**DATA SUPPLIED**
mod common;

use anyhow::Result;
use serde_json::json;

use tcg_console::api::LoginRequest;
use tcg_console::http::Params;
use tcg_console::Console;

use common::{MockBackend, PASSWORD};

async fn signed_in(backend: &MockBackend) -> Result<Console> {
    let (mut console, _) = backend.console();
    console
        .login(&LoginRequest {
            account: "alice".to_string(),
            password: PASSWORD.to_string(),
        })
        .await?;
    Ok(console)
}

#[tokio::test]
async fn list_replaces_items_and_total() -> Result<()> {
    let backend = MockBackend::start().await?;
    let console = signed_in(&backend).await?;
    let mut requirements = console.requirements();

    let mut params = Params::new();
    params.insert("page".to_string(), "2".to_string());
    params.insert("keyword".to_string(), "login".to_string());

    let page = requirements.records.fetch_list(&params).await?;
    assert_eq!(page.items.len(), 2);
    assert_eq!(page.total, 12);
    assert_eq!(requirements.records.items().len(), 2);
    assert_eq!(requirements.records.total(), 12);
    assert!(!requirements.records.loading());

    let queries = backend.state.list_queries.lock().unwrap().clone();
    assert_eq!(queries, vec!["keyword=login&page=2".to_string()]);

    let modules = requirements.fetch_modules().await?;
    assert_eq!(modules, vec![json!("auth"), json!("billing")]);
    Ok(())
}

#[tokio::test]
async fn llm_configs_use_items_convention() -> Result<()> {
    let backend = MockBackend::start().await?;
    let console = signed_in(&backend).await?;
    let mut configs = console.llm_configs();

    let page = configs.records.fetch_list(&Params::new()).await?;
    assert_eq!(page.total, 2);
    assert_eq!(page.items[1]["name"], "qwen");
    Ok(())
}

#[tokio::test]
async fn llm_providers_degrade_to_empty() -> Result<()> {
    let backend = MockBackend::start().await?;
    let console = signed_in(&backend).await?;
    let mut configs = console.llm_configs();

    let providers = configs.fetch_providers().await;
    assert!(providers.is_empty());
    assert!(configs.providers().is_empty());
    Ok(())
}

#[tokio::test]
async fn set_default_reloads_both_lists() -> Result<()> {
    let backend = MockBackend::start().await?;
    let console = signed_in(&backend).await?;
    let mut configs = console.llm_configs();

    configs.fetch_all().await;
    assert_eq!(configs.default_config().map(|c| c["id"].clone()), Some(json!(1)));

    configs.set_default(2).await?;
    assert_eq!(configs.default_config().map(|c| c["id"].clone()), Some(json!(2)));
    assert_eq!(configs.records.total(), 2);
    assert_eq!(*backend.state.default_set.lock().unwrap(), vec![2]);
    Ok(())
}

#[tokio::test]
async fn failed_fetch_keeps_previous_items() -> Result<()> {
    let backend = MockBackend::start().await?;
    let console = signed_in(&backend).await?;
    let mut requirements = console.requirements();
    requirements.records.fetch_list(&Params::new()).await?;

    // a detail id the mock does not serve
    let err = requirements.records.fetch_one(99).await.unwrap_err();
    assert_eq!(err.error_code(), "HTTP_ERROR");
    assert_eq!(requirements.records.items().len(), 2);
    assert!(requirements.records.current().is_none());
    Ok(())
}

#[tokio::test]
async fn testcase_stats_and_export() -> Result<()> {
    let backend = MockBackend::start().await?;
    let console = signed_in(&backend).await?;
    let mut testcases = console.testcases();

    let stats = testcases.fetch_stats().await?;
    assert_eq!(stats.total, 10);
    assert_eq!(stats.blocked, 0);
    assert_eq!(testcases.stats().ai_generated, 4);

    let blob = testcases.export(&Params::new()).await?;
    assert_eq!(blob.filename.as_deref(), Some("testcases.xlsx"));
    Ok(())
}

#[tokio::test]
async fn reviews_list_and_per_testcase() -> Result<()> {
    let backend = MockBackend::start().await?;
    let console = signed_in(&backend).await?;
    let mut reviews = console.reviews();

    let page = reviews.records.fetch_list(&Params::new()).await?;
    assert_eq!(page.total, 1);

    let for_case = reviews.fetch_testcase_reviews(42).await?;
    assert_eq!(for_case, vec![json!({ "id": 7, "testcase_id": 42 })]);
    Ok(())
}
use serde_json::Value;

use crate::api::{id_params, RecordId, PROMPTS};
use crate::error::ConsoleResult;
use crate::http::{ApiClient, Blob, Upload};

use super::{logged, ResourceStore};

pub struct PromptStore {
    pub records: ResourceStore,
    all: Vec<Value>,
}

impl PromptStore {
    pub fn new(client: ApiClient) -> Self {
        Self {
            records: ResourceStore::new(client, PROMPTS),
            all: Vec::new(),
        }
    }

    pub fn all(&self) -> &[Value] {
        &self.all
    }

    pub async fn fetch_all(&mut self) -> ConsoleResult<Vec<Value>> {
        let all = logged(self.records.label(), "fetch all", self.records.api().all().await)?;
        self.all = all.clone();
        Ok(all)
    }

    pub async fn set_default(&self, id: RecordId) -> ConsoleResult<Value> {
        let api = self.records.api();
        let result = api.client().put_empty(&api.path(&format!("/{}/default", id))).await;
        logged(self.records.label(), "set default", result)
    }

    /// `None` exports every prompt
    pub async fn export(&self, ids: Option<&[RecordId]>) -> ConsoleResult<Blob> {
        logged(self.records.label(), "export", self.records.api().export(&id_params(ids)).await)
    }

    pub async fn download_template(&self) -> ConsoleResult<Blob> {
        logged(self.records.label(), "download template", self.records.api().template().await)
    }

    pub async fn import(&self, upload: Upload) -> ConsoleResult<Value> {
        logged(self.records.label(), "import", self.records.api().import(upload).await)
    }
}
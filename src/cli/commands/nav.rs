use serde_json::json;

use crate::cli::utils::output_value;
use crate::cli::OutputFormat;
use crate::console::Console;

pub async fn handle(path: &str, console: &mut Console, output_format: OutputFormat) -> anyhow::Result<()> {
    let navigation = console.navigate(path).await?;

    let value = json!({
        "location": navigation.location.full_path(),
        "route": navigation.route.name,
        "component": navigation.route.component.map(|view| view.module_path()),
        "title": navigation.title,
        "replaced": navigation.replaced,
        "redirects": navigation.redirects,
    });

    output_value(&output_format, &value, || {
        let mut lines = vec![format!(
            "{} -> {} ({})",
            path,
            navigation.location,
            navigation.route.name
        )];
        lines.push(format!("Title: {}", navigation.title));
        if !navigation.redirects.is_empty() {
            lines.push(format!("Redirected from: {}", navigation.redirects.join(" -> ")));
        }
        lines.join("\n")
    })
}
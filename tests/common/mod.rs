#![allow(dead_code)]

use std::sync::atomic::{AtomicUsize, Ordering};
use std::sync::{Arc, Mutex};

use anyhow::{Context, Result};
use axum::extract::{Multipart, Path, State};
use axum::http::{header, HeaderMap, StatusCode};
use axum::response::{IntoResponse, Response};
use axum::routing::{get, post, put};
use axum::{Json, Router};
use serde_json::{json, Value};

use tcg_console::config::{ApiConfig, ConsoleConfig};
use tcg_console::http::{ApiClient, Notifier};
use tcg_console::storage::{MemoryStorage, SharedStorage};
use tcg_console::Console;

pub const ACCESS_TOKEN: &str = "token-1";
pub const REFRESHED_TOKEN: &str = "token-2";
pub const REFRESH_TOKEN: &str = "refresh-1";
pub const PASSWORD: &str = "secret";

/// Request counters and captured inputs of the mock backend
#[derive(Default)]
pub struct MockState {
    pub menu_calls: AtomicUsize,
    pub permission_calls: AtomicUsize,
    pub logout_calls: AtomicUsize,
    pub list_queries: Mutex<Vec<String>>,
    pub uploads: Mutex<Vec<(String, usize)>>,
    pub default_set: Mutex<Vec<i64>>,
}

/// Envelope-speaking stand-in for the TestCase Generator backend
pub struct MockBackend {
    pub port: u16,
    pub base_url: String,
    pub state: Arc<MockState>,
}

impl MockBackend {
    pub async fn start() -> Result<Self> {
        // Pick an unused port for isolation
        let port = portpicker::pick_unused_port().context("failed to pick free port")?;
        let listener = tokio::net::TcpListener::bind(("127.0.0.1", port))
            .await
            .context("failed to bind mock backend")?;

        let state = Arc::new(MockState::default());
        let app = app(state.clone());
        tokio::spawn(async move {
            let _ = axum::serve(listener, app).await;
        });

        Ok(Self {
            port,
            base_url: format!("http://127.0.0.1:{}/api", port),
            state,
        })
    }

    pub fn config(&self) -> ConsoleConfig {
        let mut config = ConsoleConfig::from_env();
        config.api = ApiConfig {
            base_url: self.base_url.clone(),
            timeout_secs: 5,
        };
        config
    }

    pub fn client(&self, storage: SharedStorage, notifier: Arc<RecordingNotifier>) -> ApiClient {
        ApiClient::new(&self.config().api, storage, notifier).expect("client builds")
    }

    /// Console over in-memory storage; returns the notifier to inspect notices
    pub fn console(&self) -> (Console, Arc<RecordingNotifier>) {
        self.console_with(MemoryStorage::shared())
    }

    pub fn console_with(&self, storage: SharedStorage) -> (Console, Arc<RecordingNotifier>) {
        let notifier = Arc::new(RecordingNotifier::default());
        let console = Console::new(&self.config(), storage, notifier.clone()).expect("console builds");
        (console, notifier)
    }
}

/// Collects user-facing notices instead of logging them
#[derive(Default)]
pub struct RecordingNotifier {
    notices: Mutex<Vec<String>>,
}

impl RecordingNotifier {
    pub fn notices(&self) -> Vec<String> {
        self.notices.lock().map(|n| n.clone()).unwrap_or_default()
    }
}

impl Notifier for RecordingNotifier {
    fn error(&self, message: &str) {
        if let Ok(mut notices) = self.notices.lock() {
            notices.push(message.to_string());
        }
    }
}

fn ok(data: Value) -> Json<Value> {
    Json(json!({ "code": 0, "message": "success", "data": data }))
}

fn fail(code: i64, message: &str) -> Json<Value> {
    Json(json!({ "code": code, "message": message, "data": null }))
}

fn unauthorized() -> Response {
    (StatusCode::UNAUTHORIZED, Json(json!({ "message": "token expired" }))).into_response()
}

fn bearer(headers: &HeaderMap) -> Option<String> {
    headers
        .get(header::AUTHORIZATION)
        .and_then(|v| v.to_str().ok())
        .and_then(|v| v.strip_prefix("Bearer "))
        .map(str::to_string)
}

fn authorized(headers: &HeaderMap) -> bool {
    matches!(bearer(headers).as_deref(), Some(ACCESS_TOKEN) | Some(REFRESHED_TOKEN))
}

fn user() -> Value {
    json!({
        "id": 1,
        "username": "alice",
        "email": "alice@example.com",
        "nickname": "Alice",
        "roles": ["admin"],
        "status": "active",
        "department": "QA"
    })
}

pub fn menu_tree() -> Value {
    json!([
        {
            "id": 100,
            "path": "/reports",
            "name": "Reports",
            "component": "Layout",
            "redirect": "/reports/daily",
            "type": "directory",
            "meta": { "title": "报表", "icon": "Document" },
            "children": [
                {
                    "id": 101,
                    "parentId": 100,
                    "path": "daily",
                    "name": "DailyReport",
                    "component": "DashboardView",
                    "type": "menu",
                    "meta": { "title": "日报", "keepAlive": true, "permission": "report:view" }
                },
                {
                    "id": 102,
                    "parentId": 100,
                    "path": "",
                    "name": "ReportExport",
                    "type": "button",
                    "meta": { "permission": "report:export" }
                }
            ]
        }
    ])
}

fn app(state: Arc<MockState>) -> Router {
    Router::new()
        .route("/api/auth/login", post(login))
        .route("/api/auth/logout", post(logout))
        .route("/api/auth/profile", get(profile))
        .route("/api/auth/refresh", post(refresh))
        .route("/api/permission/user/menus", get(menus))
        .route("/api/permission/user/permissions", get(permissions))
        .route("/api/requirements", get(requirements))
        .route("/api/requirements/modules", get(requirement_modules))
        .route("/api/testcases/stats", get(testcase_stats))
        .route("/api/testcases/export", get(testcase_export))
        .route("/api/testcases/import", post(testcase_import))
        .route("/api/llm-configs", get(llm_configs))
        .route("/api/llm-configs/all", get(llm_configs_all))
        .route("/api/llm-configs/providers", get(broken))
        .route("/api/llm-configs/:id/default", put(llm_set_default))
        .route("/api/reviews/list", get(reviews))
        .route("/api/reviews/testcase/:id", get(testcase_reviews))
        .route("/api/expired", get(expired))
        .route("/api/business", get(business))
        .route("/api/broken", get(broken))
        .with_state(state)
}

async fn login(Json(body): Json<Value>) -> Json<Value> {
    if body.get("password").and_then(Value::as_str) != Some(PASSWORD) {
        return fail(1001, "账号或密码错误");
    }
    ok(json!({
        "accessToken": ACCESS_TOKEN,
        "refreshToken": REFRESH_TOKEN,
        "user": user(),
    }))
}

async fn logout(State(state): State<Arc<MockState>>) -> Json<Value> {
    state.logout_calls.fetch_add(1, Ordering::SeqCst);
    ok(Value::Null)
}

async fn profile(headers: HeaderMap) -> Response {
    if !authorized(&headers) {
        return unauthorized();
    }
    ok(user()).into_response()
}

async fn refresh(headers: HeaderMap) -> Response {
    if bearer(&headers).as_deref() != Some(REFRESH_TOKEN) {
        return unauthorized();
    }
    ok(json!({ "accessToken": REFRESHED_TOKEN })).into_response()
}

async fn menus(State(state): State<Arc<MockState>>, headers: HeaderMap) -> Response {
    if !authorized(&headers) {
        return unauthorized();
    }
    state.menu_calls.fetch_add(1, Ordering::SeqCst);
    ok(menu_tree()).into_response()
}

async fn permissions(State(state): State<Arc<MockState>>, headers: HeaderMap) -> Response {
    if !authorized(&headers) {
        return unauthorized();
    }
    state.permission_calls.fetch_add(1, Ordering::SeqCst);
    ok(json!(["report:view", "testcase:export"])).into_response()
}

async fn requirements(
    State(state): State<Arc<MockState>>,
    axum::extract::RawQuery(query): axum::extract::RawQuery,
) -> Json<Value> {
    if let Ok(mut queries) = state.list_queries.lock() {
        queries.push(query.unwrap_or_default());
    }
    ok(json!({
        "list": [{ "id": 1, "title": "Login flow" }, { "id": 2, "title": "Password reset" }],
        "total": 12
    }))
}

async fn requirement_modules() -> Json<Value> {
    ok(json!(["auth", "billing"]))
}

async fn testcase_stats() -> Json<Value> {
    ok(json!({ "total": 10, "passed": 6, "failed": 1, "pending": 3, "ai_generated": 4, "pass_rate": 60.0 }))
}

async fn testcase_export(headers: HeaderMap) -> Response {
    if !authorized(&headers) {
        return unauthorized();
    }
    (
        [
            (header::CONTENT_TYPE, "application/vnd.openxmlformats-officedocument.spreadsheetml.sheet"),
            (header::CONTENT_DISPOSITION, "attachment; filename=\"testcases.xlsx\""),
        ],
        vec![0x50u8, 0x4b, 0x03, 0x04],
    )
        .into_response()
}

async fn testcase_import(State(state): State<Arc<MockState>>, mut multipart: Multipart) -> Json<Value> {
    let mut imported = 0;
    while let Ok(Some(field)) = multipart.next_field().await {
        if field.name() != Some("file") {
            continue;
        }
        let name = field.file_name().unwrap_or_default().to_string();
        let size = field.bytes().await.map(|b| b.len()).unwrap_or(0);
        if let Ok(mut uploads) = state.uploads.lock() {
            uploads.push((name, size));
        }
        imported += 1;
    }
    ok(json!({ "imported": imported }))
}

async fn llm_configs() -> Json<Value> {
    ok(json!({
        "items": [{ "id": 1, "name": "deepseek" }, { "id": 2, "name": "qwen" }],
        "total": 2,
        "page": 1
    }))
}

async fn llm_configs_all(State(state): State<Arc<MockState>>) -> Json<Value> {
    let default_id = state
        .default_set
        .lock()
        .ok()
        .and_then(|ids| ids.last().copied())
        .unwrap_or(1);
    ok(json!([
        { "id": 1, "name": "deepseek", "is_default": default_id == 1 },
        { "id": 2, "name": "qwen", "is_default": default_id == 2 }
    ]))
}

async fn llm_set_default(State(state): State<Arc<MockState>>, Path(id): Path<i64>) -> Json<Value> {
    if let Ok(mut ids) = state.default_set.lock() {
        ids.push(id);
    }
    ok(json!({ "id": id, "is_default": true }))
}

async fn reviews() -> Json<Value> {
    ok(json!({ "list": [{ "id": 7, "status": "pending" }], "total": 1 }))
}

async fn testcase_reviews(Path(id): Path<i64>) -> Json<Value> {
    ok(json!({ "list": [{ "id": 7, "testcase_id": id }], "total": 1 }))
}

async fn expired() -> Response {
    unauthorized()
}

async fn business() -> Json<Value> {
    fail(4001, "需求不存在")
}

async fn broken() -> Response {
    (StatusCode::INTERNAL_SERVER_ERROR, Json(json!({ "message": "database down" }))).into_response()
}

**TRY IT**
Scan the material and collect every line that contains "accessToken".

**ANSWER TO THIS EXERCISE**
        "accessToken": ACCESS_TOKEN,
    ok(json!({ "accessToken": REFRESHED_TOKEN })).into_response()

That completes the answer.